● ACTIVITY
The answer must consist only of the lines from the line with "let tcp = timeout(dur, TcpStream::connect(&addr))" to the line with "transfers over raw", both included, exactly as they stand below.

● INPUT MATERIAL
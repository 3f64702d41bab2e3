pub mod emailjs;

use async_trait::async_trait;
use chrono::{Datelike, NaiveDate};
use serde::Serialize;

use crate::models::{NotificationResult, VisitBookingRequest};

/// Month names for the long date used by the email template, e.g.
/// "18 de fevereiro de 2026".
const MONTHS_PT: [&str; 12] = [
    "janeiro", "fevereiro", "março", "abril", "maio", "junho",
    "julho", "agosto", "setembro", "outubro", "novembro", "dezembro",
];

pub fn format_visit_date_pt(date: NaiveDate) -> String {
    let month = MONTHS_PT[date.month0() as usize];
    format!("{} de {} de {}", date.day(), month, date.year())
}

/// Template parameters for the visit confirmation email. Field names match
/// the template contract exactly.
#[derive(Debug, Clone, Serialize, PartialEq, Eq)]
pub struct VisitConfirmation {
    pub to_email: String,
    pub first_name: String,
    pub last_name: String,
    pub full_name: String,
    pub project_name: String,
    pub visit_date: String,
    pub visit_time: String,
    pub booking_id: String,
    pub phone_primary: String,
    pub phone_alt: String,
    pub document_type: String,
    pub document_number: String,
}

impl VisitConfirmation {
    /// Assemble the template payload for an accepted booking, applying the
    /// template's placeholder defaults for absent optional fields.
    pub fn for_booking(request: &VisitBookingRequest, booking_id: &str) -> Self {
        Self {
            to_email: request.email.clone(),
            first_name: request.first_name.clone(),
            last_name: request.last_name.clone(),
            full_name: format!("{} {}", request.first_name, request.last_name),
            project_name: request
                .project_name
                .clone()
                .unwrap_or_else(|| "Não indicado".to_string()),
            visit_date: format_visit_date_pt(request.slot.date),
            visit_time: request.slot.time.email_label().to_string(),
            booking_id: booking_id.to_string(),
            phone_primary: request.phone_primary.clone(),
            phone_alt: request.phone_alt.clone().unwrap_or_else(|| "-".to_string()),
            document_type: request.document_type.as_str().to_string(),
            document_number: request.document_number.clone(),
        }
    }
}

/// Best-effort confirmation channel for accepted bookings. Implementations
/// report delivery through `NotificationResult` and never fail outward.
#[async_trait]
pub trait ConfirmationMailer: Send + Sync {
    async fn send(&self, confirmation: &VisitConfirmation) -> NotificationResult;
}

#[cfg(test)]
mod tests {
    use super::*;
    use crate::models::slot::{VisitSlot, VisitTime};
    use crate::models::DocumentType;

    fn d(s: &str) -> NaiveDate {
        NaiveDate::parse_from_str(s, "%Y-%m-%d").unwrap()
    }

    fn test_request() -> VisitBookingRequest {
        VisitBookingRequest {
            project_name: None,
            first_name: "Ana".to_string(),
            last_name: "Santos".to_string(),
            document_type: DocumentType::Passport,
            document_number: "N1234567".to_string(),
            phone_primary: "+244 923 000 111".to_string(),
            phone_alt: None,
            email: "ana.santos@example.com".to_string(),
            slot: VisitSlot::new(d("2026-02-18"), VisitTime::Morning),
        }
    }

    #[test]
    fn test_portuguese_long_date() {
        assert_eq!(format_visit_date_pt(d("2026-02-18")), "18 de fevereiro de 2026");
        assert_eq!(format_visit_date_pt(d("2025-03-05")), "5 de março de 2025");
        assert_eq!(format_visit_date_pt(d("2025-12-31")), "31 de dezembro de 2025");
    }

    #[test]
    fn test_confirmation_applies_template_defaults() {
        let confirmation = VisitConfirmation::for_booking(&test_request(), "XYZ");
        assert_eq!(confirmation.project_name, "Não indicado");
        assert_eq!(confirmation.phone_alt, "-");
        assert_eq!(confirmation.full_name, "Ana Santos");
        assert_eq!(confirmation.visit_date, "18 de fevereiro de 2026");
        assert_eq!(confirmation.visit_time, "10h00");
        assert_eq!(confirmation.booking_id, "XYZ");
        assert_eq!(confirmation.document_type, "PASSAPORTE");
    }

    #[test]
    fn test_confirmation_keeps_provided_optionals() {
        let mut request = test_request();
        request.project_name = Some("Urbanização KK5800".to_string());
        request.phone_alt = Some("923 111 222".to_string());
        request.slot = VisitSlot::new(d("2026-02-20"), VisitTime::Afternoon);

        let confirmation = VisitConfirmation::for_booking(&request, "XYZ");
        assert_eq!(confirmation.project_name, "Urbanização KK5800");
        assert_eq!(confirmation.phone_alt, "923 111 222");
        assert_eq!(confirmation.visit_time, "15h00");
    }
}
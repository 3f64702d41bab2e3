use async_trait::async_trait;
use serde_json::json;

use super::{ConfirmationMailer, VisitConfirmation};
use crate::config::EmailJsConfig;
use crate::models::NotificationResult;

const EMAILJS_SEND_URL: &str = "https://api.emailjs.com/api/v1.0/email/send";

/// Confirmation mailer backed by the EmailJS REST API. With no credentials
/// configured it degrades to a silent no-op.
pub struct EmailJsSender {
    config: EmailJsConfig,
    endpoint: String,
    client: reqwest::Client,
}

impl EmailJsSender {
    pub fn new(config: EmailJsConfig) -> Self {
        Self {
            config,
            endpoint: EMAILJS_SEND_URL.to_string(),
            client: reqwest::Client::new(),
        }
    }

    pub fn with_endpoint(mut self, endpoint: impl Into<String>) -> Self {
        self.endpoint = endpoint.into();
        self
    }
}

#[async_trait]
impl ConfirmationMailer for EmailJsSender {
    async fn send(&self, confirmation: &VisitConfirmation) -> NotificationResult {
        if !self.config.is_configured() {
            tracing::debug!("EmailJS credentials not set, skipping confirmation email");
            return NotificationResult::skipped();
        }

        let to_email = confirmation.to_email.trim();
        if to_email.is_empty() {
            return NotificationResult::failed("recipient address is empty");
        }

        let mut params = confirmation.clone();
        params.to_email = to_email.to_string();

        let body = json!({
            "service_id": self.config.service_id,
            "template_id": self.config.template_id,
            "user_id": self.config.public_key,
            "template_params": params,
        });

        match self.client.post(&self.endpoint).json(&body).send().await {
            Ok(response) if response.status().is_success() => {
                tracing::info!(booking_id = %confirmation.booking_id, "confirmation email sent");
                NotificationResult::delivered()
            }
            Ok(response) => {
                let status = response.status();
                let detail = response.text().await.unwrap_or_default();
                tracing::warn!(%status, detail = %detail, "EmailJS rejected the confirmation email");
                NotificationResult::failed(format!("EmailJS returned {status}: {detail}"))
            }
            Err(err) => {
                tracing::warn!(error = %err, "failed to reach EmailJS");
                NotificationResult::failed(err.to_string())
            }
        }
    }
}
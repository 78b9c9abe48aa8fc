//! TCP transport — establishes the FTP control connection.

use crate::ftp::error::{FtpError, FtpResult};
use crate::ftp::types::FtpConfig;
use socket2::{SockRef, TcpKeepalive};
use std::time::Duration;
use tokio::net::TcpStream;
use tokio::time::timeout;

/// Probe interval armed on the control socket when keep-alive is enabled.
/// Detects dead peers; has no interaction with command/reply matching.
const KEEPALIVE_TIME: Duration = Duration::from_secs(30);

/// Open the control connection.
///
/// Fails with a `Connection` error when the transport cannot be established
/// within `connect_timeout_secs`.
pub async fn connect(config: &FtpConfig) -> FtpResult<TcpStream> {
    let addr = format!("{}:{}", config.host, config.port);
    let dur = Duration::from_secs(config.connect_timeout_secs);

    let tcp = timeout(dur, TcpStream::connect(&addr))
        .await
        .map_err(|_| FtpError::connection(format!("TCP connect to {} timed out", addr)))?
        .map_err(|e| FtpError::connection(format!("TCP connect to {}: {}", addr, e)))?;

    tcp.set_nodelay(true).ok();
    if config.keepalive {
        let ka = TcpKeepalive::new().with_time(KEEPALIVE_TIME);
        SockRef::from(&tcp).set_tcp_keepalive(&ka).ok();
    }
    Ok(tcp)
}
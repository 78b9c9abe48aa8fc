//! # ftpkit — async FTP client engine
//!
//! Implements the RFC 959 subset needed for authenticated passive-mode
//! transfers over raw TCP:
//! - control-channel command dispatch with multi-line reply matching
//! - passive-mode (PASV) data-channel negotiation
//! - transfer orchestration requiring both data-socket closure and a
//!   terminal control reply
//!
//! Architecture:
//! - `types` — config, session state, replies, listing entries
//! - `error` — categorised error type
//! - `protocol` — CRLF line framing and reply-line classification
//! - `dispatcher` — single-pending-slot command dispatch + reader task
//! - `connection` — TCP transport with keep-alive
//! - `client` — stateful client (greeting, USER/PASS, single-command ops)
//! - `transfer` — PASV negotiation and the per-transfer data socket
//! - `file_ops` — upload / download / streamed download orchestration
//! - `directory` — listing, mkdir/rmdir, rename, ensure-dir walk
//! - `parser` — Unix/Windows LIST output parsing

pub mod types;
pub mod error;
pub mod protocol;
pub mod dispatcher;
pub mod connection;
pub mod client;
pub mod transfer;
pub mod file_ops;
pub mod directory;
pub mod parser;

// Re-exports for lib.rs consumers
pub use client::FtpClient;
pub use error::{FtpError, FtpErrorKind, FtpResult};
pub use types::*;
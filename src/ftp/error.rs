//! FTP-specific error type.

use serde::{Deserialize, Serialize};
use std::fmt;

/// Categorised FTP error.
#[derive(Debug, Clone, Serialize, Deserialize)]
pub struct FtpError {
    pub kind: FtpErrorKind,
    pub message: String,
    /// FTP reply code that triggered the error, if any.
    pub code: Option<u16>,
    /// Command whose dispatch failed, if any (credentials redacted).
    pub command: Option<String>,
}

#[derive(Debug, Clone, Copy, Serialize, Deserialize, PartialEq, Eq)]
pub enum FtpErrorKind {
    /// TCP connect failure on the control or data socket, or no greeting.
    Connection,
    /// Server replied 4xx/5xx (or an out-of-protocol code) to a command.
    Protocol,
    /// No final reply arrived before the command deadline.
    Timeout,
    /// Un-parseable PASV, MDTM, SIZE or PWD payload.
    Parse,
    /// Caller error: missing argument, overlapping command.
    Validation,
    /// A local I/O error on the control or data socket.
    Io,
    /// Control connection closed underneath us.
    Disconnected,
}

pub type FtpResult<T> = Result<T, FtpError>;

// ── Construction helpers ─────────────────────────────────────────────

impl FtpError {
    pub fn new(kind: FtpErrorKind, msg: impl Into<String>) -> Self {
        Self {
            kind,
            message: msg.into(),
            code: None,
            command: None,
        }
    }

    pub fn with_code(mut self, code: u16) -> Self {
        self.code = Some(code);
        self
    }

    pub fn with_command(mut self, command: impl Into<String>) -> Self {
        self.command = Some(command.into());
        self
    }

    // ── Convenience constructors ─────────────────────────────────

    pub fn connection(msg: impl Into<String>) -> Self {
        Self::new(FtpErrorKind::Connection, msg)
    }

    pub fn parse(msg: impl Into<String>) -> Self {
        Self::new(FtpErrorKind::Parse, msg)
    }

    pub fn validation(msg: impl Into<String>) -> Self {
        Self::new(FtpErrorKind::Validation, msg)
    }

    pub fn io_error(msg: impl Into<String>) -> Self {
        Self::new(FtpErrorKind::Io, msg)
    }

    pub fn disconnected(msg: impl Into<String>) -> Self {
        Self::new(FtpErrorKind::Disconnected, msg)
    }

    /// The deadline elapsed before a final reply to `command` arrived.
    pub fn timeout_for(command: &str) -> Self {
        Self::new(
            FtpErrorKind::Timeout,
            format!("no final reply to '{}' before deadline", command),
        )
        .with_command(command)
    }

    /// Wrap a server reply that rejects the current command.
    pub fn from_reply(code: u16, text: &str) -> Self {
        Self::new(FtpErrorKind::Protocol, text).with_code(code)
    }
}

impl fmt::Display for FtpError {
    fn fmt(&self, f: &mut fmt::Formatter<'_>) -> fmt::Result {
        match self.code {
            Some(code) => write!(f, "[FTP {:?} {}] {}", self.kind, code, self.message),
            None => write!(f, "[FTP {:?}] {}", self.kind, self.message),
        }
    }
}

impl std::error::Error for FtpError {}

impl From<std::io::Error> for FtpError {
    fn from(e: std::io::Error) -> Self {
        if e.kind() == std::io::ErrorKind::TimedOut {
            Self::new(FtpErrorKind::Timeout, format!("I/O timeout: {}", e))
        } else {
            Self::io_error(e.to_string())
        }
    }
}
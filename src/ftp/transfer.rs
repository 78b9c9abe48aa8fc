//! Passive-mode data-channel negotiation (RFC 959 PASV).
//!
//! The server designates the listening endpoint; we parse it from the 227
//! reply and dial it. Each data socket carries exactly one transfer and is
//! then discarded — no pooling or reuse.

use crate::ftp::dispatcher::CommandDispatcher;
use crate::ftp::error::{FtpError, FtpResult};
use crate::ftp::types::DataEndpoint;
use lazy_static::lazy_static;
use regex::Regex;
use std::time::Duration;
use tokio::net::TcpStream;
use tokio::time::timeout;

lazy_static! {
    static ref PASV_RE: Regex =
        Regex::new(r"\((\d{1,3}),(\d{1,3}),(\d{1,3}),(\d{1,3}),(\d{1,3}),(\d{1,3})\)").unwrap();
}

/// Issue `PASV` and parse the advertised endpoint from the reply.
pub async fn negotiate(dispatcher: &mut CommandDispatcher) -> FtpResult<DataEndpoint> {
    let reply = dispatcher.send("PASV", false).await?;
    parse_pasv(&reply.raw)
}

/// Parse `(h1,h2,h3,h4,p1,p2)` from a 227 reply:
/// address `h1.h2.h3.h4`, port `p1*256 + p2`.
pub fn parse_pasv(text: &str) -> FtpResult<DataEndpoint> {
    let caps = PASV_RE
        .captures(text)
        .ok_or_else(|| FtpError::parse(format!("cannot parse PASV reply: {}", text)))?;

    let mut octets = [0u8; 6];
    for (i, octet) in octets.iter_mut().enumerate() {
        *octet = caps[i + 1]
            .parse::<u8>()
            .map_err(|_| FtpError::parse(format!("PASV octet out of range: {}", &caps[i + 1])))?;
    }

    Ok(DataEndpoint {
        host: format!("{}.{}.{}.{}", octets[0], octets[1], octets[2], octets[3]),
        port: u16::from(octets[4]) * 256 + u16::from(octets[5]),
    })
}

/// Open the data connection to a negotiated endpoint.
pub async fn open(endpoint: &DataEndpoint, data_timeout: Duration) -> FtpResult<TcpStream> {
    let addr = endpoint.addr();
    let tcp = timeout(data_timeout, TcpStream::connect(&addr))
        .await
        .map_err(|_| FtpError::connection(format!("data connect to {} timed out", addr)))?
        .map_err(|e| FtpError::connection(format!("data connect to {}: {}", addr, e)))?;
    tcp.set_nodelay(true).ok();
    Ok(tcp)
}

● OUTPUT FOR THIS EXERCISE
    let tcp = timeout(dur, TcpStream::connect(&addr))
        .await
        .map_err(|_| FtpError::connection(format!("TCP connect to {} timed out", addr)))?
        .map_err(|e| FtpError::connection(format!("TCP connect to {}: {}", addr, e)))?;

    tcp.set_nodelay(true).ok();
    if config.keepalive {
        let ka = TcpKeepalive::new().with_time(KEEPALIVE_TIME);
        SockRef::from(&tcp).set_tcp_keepalive(&ka).ok();
    }
    Ok(tcp)
}
repository 78b9c9abe48aa8fc
//! # ftpkit — async FTP client engine
//!
//! Implements the RFC 959 subset needed for authenticated passive-mode
//! transfers over raw TCP:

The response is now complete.